If the Ego trains itself to align with the soul and practices what is called “self-remembering” or “soul-remembering” then it can take on its proper task to steer the course laid out by the soul. The soul, usually, is quiet and focused on multiple dimensions at once and cannot manage on its own when dealing with normal life. When it is infused with the spirit the personality becomes light, humorous and happy without a strong need to maintain control of the situation—all that is required, really, is an awareness of the direction it must take and a sense of alertness. The problems come when socialization discourages this close alliance between Ego and soul and fear and uncertainty creep in which makes perfect sense. We cannot blame individuals from cherishing the Ego over the soul because all of us need to belong to our culture, our families, our tribes. When we lack those connections we have difficulty nurturing even the Ego, let alone the soul. However, the benefit of this alienation from family, tribe and society is that the Ego, feeling isolated, can turn inward through depression, or grief and find something unexpected as is well-documented in many stories and the saying “it’s always darkest before the light”

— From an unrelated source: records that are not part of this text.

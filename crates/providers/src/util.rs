use discuss_domain::error::Error;

/// Convert a `reqwest::Error` into the shared `Error` type, matching the
/// teacher's `from_reqwest` helper (`sa_providers::util::from_reqwest`).
pub fn from_reqwest(e: reqwest::Error) -> Error {
    if e.is_timeout() {
        Error::Timeout(e.to_string())
    } else {
        Error::Http(e.to_string())
    }
}

/// Model identifiers carry a provider prefix convention: identifiers
/// containing a "/" route to the remote cloud provider; unprefixed ones
/// route to the local provider (spec §4.1).
pub fn is_remote_model(model: &str) -> bool {
    model.contains('/')
}
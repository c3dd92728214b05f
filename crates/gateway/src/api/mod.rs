pub mod discussions;
pub mod error;
pub mod performance;
pub mod storage;
pub mod ws;

use axum::routing::{get, post};
use axum::Router;

use crate::state::AppState;

/// Build the full API router (spec §6 REST surface + WebSocket event
/// channel). No auth middleware: this spec defines none.
pub fn router() -> Router<AppState> {
    Router::new()
        .route("/discussions", post(discussions::create).get(discussions::list))
        .route("/discussions/:id", get(discussions::get).delete(discussions::delete))
        .route("/discussions/:id/start", post(discussions::start))
        .route("/discussions/:id/stop", post(discussions::stop))
        .route("/discussions/:id/messages", get(discussions::messages))
        .route("/discussions/:id/summary", get(discussions::summary))
        .route("/discussions/:id/export", get(discussions::export))
        .route("/discussions/:id/events", get(ws::discussion_events))
        .route("/discussions/storage/backup", post(storage::backup))
        .route("/discussions/storage/info", get(storage::info))
        .route("/discussions/storage/cleanup", post(storage::cleanup))
        .route(
            "/discussions/performance/config",
            get(performance::get_config).put(performance::put_config),
        )
        .route("/discussions/performance/optimize/:mode", post(performance::optimize))
}
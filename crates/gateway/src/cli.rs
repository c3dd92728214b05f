use clap::{Parser, Subcommand};

/// discuss — a multi-model discussion orchestrator.
#[derive(Debug, Parser)]
#[command(name = "discuss", version, about)]
pub struct Cli {
    #[command(subcommand)]
    pub command: Option<Command>,
}

#[derive(Debug, Subcommand)]
pub enum Command {
    /// Start the gateway server (default when no subcommand is given).
    Serve,
    /// Run diagnostic checks against the current configuration.
    Doctor,
    /// Print version information.
    Version,
}

/// Load configuration from the path named by `DISCUSS_CONFIG` (or
/// `config.toml` by default), falling back to built-in defaults when the
/// file is absent. Shared by `serve` and `doctor`.
pub fn load_config() -> anyhow::Result<(discuss_domain::config::Config, String)> {
    let config_path = std::env::var("DISCUSS_CONFIG").unwrap_or_else(|_| "config.toml".into());
    let path = std::path::Path::new(&config_path);
    let config = discuss_domain::config::Config::load(Some(path))
        .map_err(|e| anyhow::anyhow!("loading {config_path}: {e}"))?;
    Ok((config, config_path))
}
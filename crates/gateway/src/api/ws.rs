//! Per-discussion event relay (spec §6 "Event channel").
//!
//! A client upgrades, immediately receives the discussion's buffered
//! history (oldest first), then live events as they're published. The
//! relay is one-directional: the server never expects inbound frames
//! beyond the WS-level ping/pong axum handles for us.

use axum::extract::ws::{Message, WebSocket};
use axum::extract::{Path, State, WebSocketUpgrade};
use axum::response::IntoResponse;
use futures_util::{SinkExt, StreamExt};

use crate::state::AppState;

pub async fn discussion_events(
    ws: WebSocketUpgrade,
    State(state): State<AppState>,
    Path(id): Path<String>,
) -> impl IntoResponse {
    ws.on_upgrade(move |socket| handle_socket(socket, state, id))
}

async fn handle_socket(socket: WebSocket, state: AppState, discussion_id: String) {
    let (mut sink, mut stream) = socket.split();

    for envelope in state.bus.recent(&discussion_id) {
        if send(&mut sink, &envelope).await.is_err() {
            return;
        }
    }

    let mut rx = state.bus.subscribe(&discussion_id);

    loop {
        tokio::select! {
            event = rx.recv() => {
                match event {
                    Ok(envelope) => {
                        if send(&mut sink, &envelope).await.is_err() {
                            break;
                        }
                    }
                    Err(tokio::sync::broadcast::error::RecvError::Lagged(_)) => continue,
                    Err(tokio::sync::broadcast::error::RecvError::Closed) => break,
                }
            }
            incoming = stream.next() => {
                match incoming {
                    Some(Ok(Message::Close(_))) | None => break,
                    Some(Ok(_)) => continue,
                    Some(Err(_)) => break,
                }
            }
        }
    }

    tracing::debug!(discussion_id = %discussion_id, "event subscriber disconnected");
}

async fn send(
    sink: &mut (impl SinkExt<Message> + Unpin),
    envelope: &discuss_domain::event::EventEnvelope,
) -> Result<(), ()> {
    let json = serde_json::to_string(envelope).map_err(|_| ())?;
    sink.send(Message::Text(json)).await.map_err(|_| ())
}
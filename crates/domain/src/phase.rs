//! Discussion phase state machine (spec §4.4 "Phase determination").

use serde::Serialize;

#[derive(Debug, Clone, Copy, PartialEq, Eq, Serialize)]
#[serde(rename_all = "snake_case")]
pub enum Phase {
    Initial,
    Exploration,
    Analysis,
    Synthesis,
    Conclusion,
}

impl Phase {
    /// Determine the phase from `current_round`/`max_rounds` per spec §4.4.
    ///
    /// `current_round == 0` is always `Initial` (share viewpoint); for
    /// subsequent rounds the phase is derived from progress
    /// `p = (current_round - 1) / (max_rounds - 1)`.
    pub fn for_round(current_round: u32, max_rounds: u32) -> Self {
        if current_round == 0 {
            return Self::Initial;
        }
        let denom = (max_rounds.saturating_sub(1)).max(1) as f64;
        let p = (current_round.saturating_sub(1)) as f64 / denom;
        if p < 0.4 {
            Self::Exploration
        } else if p < 0.7 {
            Self::Analysis
        } else if p < 0.9 {
            Self::Synthesis
        } else {
            Self::Conclusion
        }
    }

    pub fn guideline(self) -> &'static str {
        match self {
            Self::Initial => {
                "Share your initial viewpoint on the topic. Be clear and concise; this is the \
                 opening contribution, so there is no prior discussion to react to."
            }
            Self::Exploration => {
                "Explore the topic broadly. Raise angles the other participants may not have \
                 considered yet, and note where you agree or disagree with what has been said."
            }
            Self::Analysis => {
                "Analyze the strongest points raised so far. Test claims against evidence and \
                 counterarguments, and sharpen the areas of genuine disagreement."
            }
            Self::Synthesis => {
                "Start drawing threads together. Identify where the group is converging and what \
                 open questions remain."
            }
            Self::Conclusion => {
                "Help bring the discussion to a close. State your final position plainly and \
                 flag anything still unresolved."
            }
        }
    }

    /// Bare fallback user prompt used when no history fits the context
    /// budget (spec §4.4 step 5) and by the Turn Executor's retry path
    /// (spec §4.5 step 3).
    pub fn fallback_prompt(self, topic: &str) -> String {
        match self {
            Self::Initial => format!("Share your initial viewpoint on: {topic}"),
            _ => format!("Continue the discussion about: {topic}. {}", self.guideline()),
        }
    }
}

#[cfg(test)]
mod tests {
    use super::*;

    #[test]
    fn round_zero_is_initial() {
        assert_eq!(Phase::for_round(0, 5), Phase::Initial);
    }

    #[test]
    fn progress_thresholds() {
        // max_rounds = 11 -> denom = 10
        assert_eq!(Phase::for_round(1, 11), Phase::Exploration); // p = 0.0
        assert_eq!(Phase::for_round(4, 11), Phase::Exploration); // p = 0.3
        assert_eq!(Phase::for_round(5, 11), Phase::Analysis); // p = 0.4
        assert_eq!(Phase::for_round(8, 11), Phase::Analysis); // p = 0.7 exactly -> not < 0.7
        assert_eq!(Phase::for_round(9, 11), Phase::Synthesis); // p = 0.8
        assert_eq!(Phase::for_round(10, 11), Phase::Synthesis); // p = 0.9 exactly -> not < 0.9
        assert_eq!(Phase::for_round(11, 11), Phase::Conclusion); // p = 1.0
    }

    #[test]
    fn single_round_discussion_does_not_divide_by_zero() {
        // max_rounds = 1: denom floors to 1.
        assert_eq!(Phase::for_round(0, 1), Phase::Initial);
        assert_eq!(Phase::for_round(1, 1), Phase::Exploration);
    }
}
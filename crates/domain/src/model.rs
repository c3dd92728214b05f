//! Core entities: Discussion, Message, Summary, IndexEntry.
//!
//! These are plain value objects. The Orchestrator (C6) owns the live,
//! in-memory copies; the Persistence Store (C3) owns the on-disk copies.
//! See `sa_gateway::runtime::runs::Run` for the teacher's analogous
//! "value object mutated in place, (de)serialized wholesale" pattern.

use chrono::{DateTime, Utc};
use serde::{Deserialize, Serialize};

// ━━━━━━━━━━━━━━━━━━━━━━━━━━━━━━━━━━━━━━━━━━━━━━━━━━━━━━━━━━━━━━━━━━
// Status
// ━━━━━━━━━━━━━━━━━━━━━━━━━━━━━━━━━━━━━━━━━━━━━━━━━━━━━━━━━━━━━━━━━━

#[derive(Debug, Clone, Copy, PartialEq, Eq, Serialize, Deserialize)]
#[serde(rename_all = "snake_case")]
pub enum DiscussionStatus {
    Created,
    Running,
    Summarizing,
    Completed,
    Stopped,
    Error,
}

impl DiscussionStatus {
    /// Active-set membership ≡ status ∈ {running, summarizing} (spec §4.6).
    pub fn is_active(self) -> bool {
        matches!(self, Self::Running | Self::Summarizing)
    }

    pub fn is_terminal(self) -> bool {
        matches!(self, Self::Completed | Self::Stopped | Self::Error)
    }
}

// ━━━━━━━━━━━━━━━━━━━━━━━━━━━━━━━━━━━━━━━━━━━━━━━━━━━━━━━━━━━━━━━━━━
// Message
// ━━━━━━━━━━━━━━━━━━━━━━━━━━━━━━━━━━━━━━━━━━━━━━━━━━━━━━━━━━━━━━━━━━

#[derive(Debug, Clone, Copy, PartialEq, Eq, Serialize, Deserialize)]
#[serde(rename_all = "lowercase")]
pub enum MessageRole {
    System,
    Assistant,
}

#[derive(Debug, Clone, Serialize, Deserialize)]
#[serde(rename_all = "camelCase")]
pub struct Message {
    pub id: String,
    pub role: MessageRole,
    /// Absent only for the synthetic system intro message.
    #[serde(default, skip_serializing_if = "Option::is_none")]
    pub model_name: Option<String>,
    /// Absent for the system intro; 1-indexed for assistant turns.
    #[serde(default, skip_serializing_if = "Option::is_none")]
    pub round: Option<u32>,
    pub content: String,
    pub timestamp: DateTime<Utc>,
    #[serde(default, skip_serializing_if = "Option::is_none")]
    pub token_count: Option<u32>,
}

impl Message {
    pub fn system_intro(topic: &str, models: &[String]) -> Self {
        Self {
            id: uuid::Uuid::new_v4().to_string(),
            role: MessageRole::System,
            model_name: None,
            round: None,
            content: format!(
                "This is a discussion about \"{topic}\" between the following participants: {}.",
                models.join(", ")
            ),
            timestamp: Utc::now(),
            token_count: None,
        }
    }

    /// Placeholder assistant message created before the Turn Executor fills
    /// it in (spec §4.6 step 5). Content is mutated in place by C5.
    pub fn placeholder(model_name: &str, round: u32) -> Self {
        Self {
            id: uuid::Uuid::new_v4().to_string(),
            role: MessageRole::Assistant,
            model_name: Some(model_name.to_string()),
            round: Some(round),
            content: String::new(),
            timestamp: Utc::now(),
            token_count: None,
        }
    }
}

// ━━━━━━━━━━━━━━━━━━━━━━━━━━━━━━━━━━━━━━━━━━━━━━━━━━━━━━━━━━━━━━━━━━
// Summary
// ━━━━━━━━━━━━━━━━━━━━━━━━━━━━━━━━━━━━━━━━━━━━━━━━━━━━━━━━━━━━━━━━━━

#[derive(Debug, Clone, Serialize, Deserialize)]
#[serde(rename_all = "camelCase")]
pub struct Summary {
    pub id: String,
    /// Model id, or the literal "system" for the fallback summary.
    pub generated_by: String,
    pub content: String,
    pub generated_at: DateTime<Utc>,
    #[serde(default, skip_serializing_if = "Option::is_none")]
    pub token_count: Option<u32>,
    pub fallback: bool,
}

// ━━━━━━━━━━━━━━━━━━━━━━━━━━━━━━━━━━━━━━━━━━━━━━━━━━━━━━━━━━━━━━━━━━
// Discussion
// ━━━━━━━━━━━━━━━━━━━━━━━━━━━━━━━━━━━━━━━━━━━━━━━━━━━━━━━━━━━━━━━━━━

#[derive(Debug, Clone, Serialize, Deserialize)]
#[serde(rename_all = "camelCase")]
pub struct Discussion {
    pub id: String,
    pub topic: String,
    pub models: Vec<String>,
    pub summary_model: String,
    pub max_rounds: u32,
    #[serde(default)]
    pub current_round: u32,
    #[serde(default)]
    pub current_model_index: usize,
    pub status: DiscussionStatus,
    pub created_at: DateTime<Utc>,
    pub updated_at: DateTime<Utc>,
    #[serde(default, skip_serializing_if = "Option::is_none")]
    pub completed_at: Option<DateTime<Utc>>,
    #[serde(default, skip_serializing_if = "Option::is_none")]
    pub error: Option<String>,
    #[serde(default, skip_serializing_if = "Option::is_none")]
    pub summary: Option<Summary>,
    #[serde(default)]
    pub messages: Vec<Message>,
}

/// Request shape for creating a discussion (spec §4.6 "Create").
#[derive(Debug, Clone, Deserialize)]
#[serde(rename_all = "camelCase")]
pub struct CreateDiscussionRequest {
    pub topic: String,
    pub models: Vec<String>,
    pub summary_model: String,
    pub max_rounds: u32,
}

impl Discussion {
    pub const MIN_MODELS: usize = 2;
    pub const MAX_ROUNDS_LIMIT: u32 = 20;

    /// Validate + construct a new `created` discussion. Does not persist.
    pub fn create(req: CreateDiscussionRequest) -> crate::error::Result<Self> {
        if req.topic.trim().is_empty() {
            return Err(crate::error::Error::Validation("topic must not be empty".into()));
        }
        if req.models.len() < Self::MIN_MODELS {
            return Err(crate::error::Error::Validation(format!(
                "at least {} models are required",
                Self::MIN_MODELS
            )));
        }
        if req.max_rounds < 1 || req.max_rounds > Self::MAX_ROUNDS_LIMIT {
            return Err(crate::error::Error::Validation(format!(
                "max_rounds must be between 1 and {}",
                Self::MAX_ROUNDS_LIMIT
            )));
        }
        if req.summary_model.trim().is_empty() {
            return Err(crate::error::Error::Validation("summary_model must not be empty".into()));
        }

        let now = Utc::now();
        let intro = Message::system_intro(&req.topic, &req.models);
        Ok(Self {
            id: uuid::Uuid::new_v4().to_string(),
            topic: req.topic,
            models: req.models,
            summary_model: req.summary_model,
            max_rounds: req.max_rounds,
            current_round: 0,
            current_model_index: 0,
            status: DiscussionStatus::Created,
            created_at: now,
            updated_at: now,
            completed_at: None,
            error: None,
            summary: None,
            messages: vec![intro],
        })
    }

    pub fn touch(&mut self) {
        self.updated_at = Utc::now();
    }

    /// Lightweight listing projection (spec §3 "Index Entry").
    pub fn to_index_entry(&self) -> IndexEntry {
        IndexEntry {
            id: self.id.clone(),
            topic: self.topic.clone(),
            status: self.status,
            models: self.models.clone(),
            summary_model: self.summary_model.clone(),
            message_count: self.messages.len(),
            created_at: self.created_at,
            updated_at: self.updated_at,
        }
    }
}

#[derive(Debug, Clone, Serialize, Deserialize)]
#[serde(rename_all = "camelCase")]
pub struct IndexEntry {
    pub id: String,
    pub topic: String,
    pub status: DiscussionStatus,
    pub models: Vec<String>,
    pub summary_model: String,
    pub message_count: usize,
    pub created_at: DateTime<Utc>,
    pub updated_at: DateTime<Utc>,
}

#[cfg(test)]
mod tests {
    use super::*;

    fn req(models: Vec<&str>, max_rounds: u32) -> CreateDiscussionRequest {
        CreateDiscussionRequest {
            topic: "Is coffee healthy?".into(),
            models: models.into_iter().map(String::from).collect(),
            summary_model: "A".into(),
            max_rounds,
        }
    }

    #[test]
    fn create_rejects_empty_topic() {
        let mut r = req(vec!["A", "B"], 3);
        r.topic = "  ".into();
        assert!(Discussion::create(r).is_err());
    }

    #[test]
    fn create_rejects_too_few_models() {
        assert!(Discussion::create(req(vec!["A"], 3)).is_err());
    }

    #[test]
    fn create_rejects_bad_round_count() {
        assert!(Discussion::create(req(vec!["A", "B"], 0)).is_err());
        assert!(Discussion::create(req(vec!["A", "B"], 21)).is_err());
    }

    #[test]
    fn create_prepends_system_message() {
        let d = Discussion::create(req(vec!["A", "B"], 3)).unwrap();
        assert_eq!(d.messages.len(), 1);
        assert_eq!(d.messages[0].role, MessageRole::System);
        assert_eq!(d.status, DiscussionStatus::Created);
        assert!(d.messages[0].content.contains("coffee"));
    }

    #[test]
    fn active_set_membership() {
        assert!(DiscussionStatus::Running.is_active());
        assert!(DiscussionStatus::Summarizing.is_active());
        assert!(!DiscussionStatus::Created.is_active());
        assert!(!DiscussionStatus::Completed.is_active());
    }
}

I had run my Ego-based life into the ground and started feeling serious depression for some months. My marriage had failed, I lost my job, my mother, still young got cancer, my life was in ruins, I was broke and I had no one to blame but myself. At one point I gradually became unable to move. Walking across the floor to the other side of my room or going to the bathroom became a heroic struggle until, one day, I decided I had to finish living—don’t know how or why I got the idea it wasn’t rational at all because I had no room for rational thought at all. I lay down on something—perhaps a table or a couch and as I positioned my knife above my heart and was about to stab myself suddenly everything became still and quiet and a glow in side my heart began to expand in my chest and then I felt the warmth and all thoughts of dying just as quickly disappeared and my depression disappeared and I could move freely again. My life was still a mess, I was still a bit confused but while depression has come and gone it has never been actually physically debilitating or lasted as long. Since then I understand completely why people do commit suicide over depression though, in my case, I have a hunch it may well have not been successful but it would have been very messy and I would probably have tried again.

My point here is that, for me, I was saved from a miracle and immediately I understood all those pictures of the Sacred Heart of Jesus that is part of the Catholic iconography. Since then I have read other accounts of being “rescued” from despair, depression and so on through dramatic revelations of one kind or another. Depression, as I will write in another section, is not a brain disease, it is not a chemical problem, or is it genes though some may be more liable to be depressed if it runs in the family but that could be family culture as well as genes. Depression, as the latest research shows is, at minimum, a social problem and, in my view, it is also a spiritual problem. My depression was not eased by suddenly achieving social status. Whatever happened belonged to a deeper power, at the very minimum, something deep within the unconscious—after all, I was not conscious of anything but pain at the time nor had I been living a particularly healthy lifestyle.

There is, deep within all of us this thing we call the Spirit or Soul or even just tat (that) or the Dao or what is sometimes called :the Presence” of that I have no doubt and it is always there and it is not limited, it seems, to just my persons, just my body but extends perhaps forever.